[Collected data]
====
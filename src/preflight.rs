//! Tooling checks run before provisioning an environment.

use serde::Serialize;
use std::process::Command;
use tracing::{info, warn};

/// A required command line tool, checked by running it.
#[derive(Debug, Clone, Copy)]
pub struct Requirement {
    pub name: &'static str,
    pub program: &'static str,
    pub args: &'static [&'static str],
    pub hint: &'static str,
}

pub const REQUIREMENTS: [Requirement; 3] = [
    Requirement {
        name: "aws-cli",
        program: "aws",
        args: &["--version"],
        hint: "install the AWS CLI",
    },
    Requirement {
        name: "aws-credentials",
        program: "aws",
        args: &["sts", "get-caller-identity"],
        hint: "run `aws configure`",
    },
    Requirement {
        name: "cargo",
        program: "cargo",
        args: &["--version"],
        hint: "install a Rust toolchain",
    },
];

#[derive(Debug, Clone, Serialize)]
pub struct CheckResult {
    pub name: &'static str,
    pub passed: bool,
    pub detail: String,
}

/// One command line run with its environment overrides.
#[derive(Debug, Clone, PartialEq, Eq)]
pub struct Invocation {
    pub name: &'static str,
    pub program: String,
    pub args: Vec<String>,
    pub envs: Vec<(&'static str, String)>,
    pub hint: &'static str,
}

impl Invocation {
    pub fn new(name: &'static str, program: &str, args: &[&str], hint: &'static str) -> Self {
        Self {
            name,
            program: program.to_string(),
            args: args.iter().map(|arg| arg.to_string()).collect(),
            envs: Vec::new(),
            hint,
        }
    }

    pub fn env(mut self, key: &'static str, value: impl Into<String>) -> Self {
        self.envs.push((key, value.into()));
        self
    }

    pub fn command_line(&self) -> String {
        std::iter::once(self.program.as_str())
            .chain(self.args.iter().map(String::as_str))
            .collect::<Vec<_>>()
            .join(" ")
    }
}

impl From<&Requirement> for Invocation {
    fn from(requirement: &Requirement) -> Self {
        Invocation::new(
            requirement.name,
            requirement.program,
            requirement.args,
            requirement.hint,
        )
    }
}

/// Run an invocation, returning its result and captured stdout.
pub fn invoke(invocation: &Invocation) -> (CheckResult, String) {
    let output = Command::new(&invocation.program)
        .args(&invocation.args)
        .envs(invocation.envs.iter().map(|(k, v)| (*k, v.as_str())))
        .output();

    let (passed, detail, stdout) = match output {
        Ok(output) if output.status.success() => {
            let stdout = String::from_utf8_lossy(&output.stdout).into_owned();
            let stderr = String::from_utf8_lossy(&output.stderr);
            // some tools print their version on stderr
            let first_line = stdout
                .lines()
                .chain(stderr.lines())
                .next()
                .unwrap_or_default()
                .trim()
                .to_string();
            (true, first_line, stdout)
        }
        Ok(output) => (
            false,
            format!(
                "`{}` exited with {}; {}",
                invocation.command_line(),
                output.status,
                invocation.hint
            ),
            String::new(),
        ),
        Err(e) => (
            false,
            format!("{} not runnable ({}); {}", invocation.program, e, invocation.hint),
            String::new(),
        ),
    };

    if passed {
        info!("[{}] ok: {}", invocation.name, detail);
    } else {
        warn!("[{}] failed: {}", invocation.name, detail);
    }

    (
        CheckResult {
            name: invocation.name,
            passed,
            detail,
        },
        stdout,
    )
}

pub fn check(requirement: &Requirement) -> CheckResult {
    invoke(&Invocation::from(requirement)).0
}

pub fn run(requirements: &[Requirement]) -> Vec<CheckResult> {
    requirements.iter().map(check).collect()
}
====
Work order: Would you copy out each line of the records above where the word "invoke" occurs?

Response box:
pub fn invoke(invocation: &Invocation) -> (CheckResult, String) {
    invoke(&Invocation::from(requirement)).0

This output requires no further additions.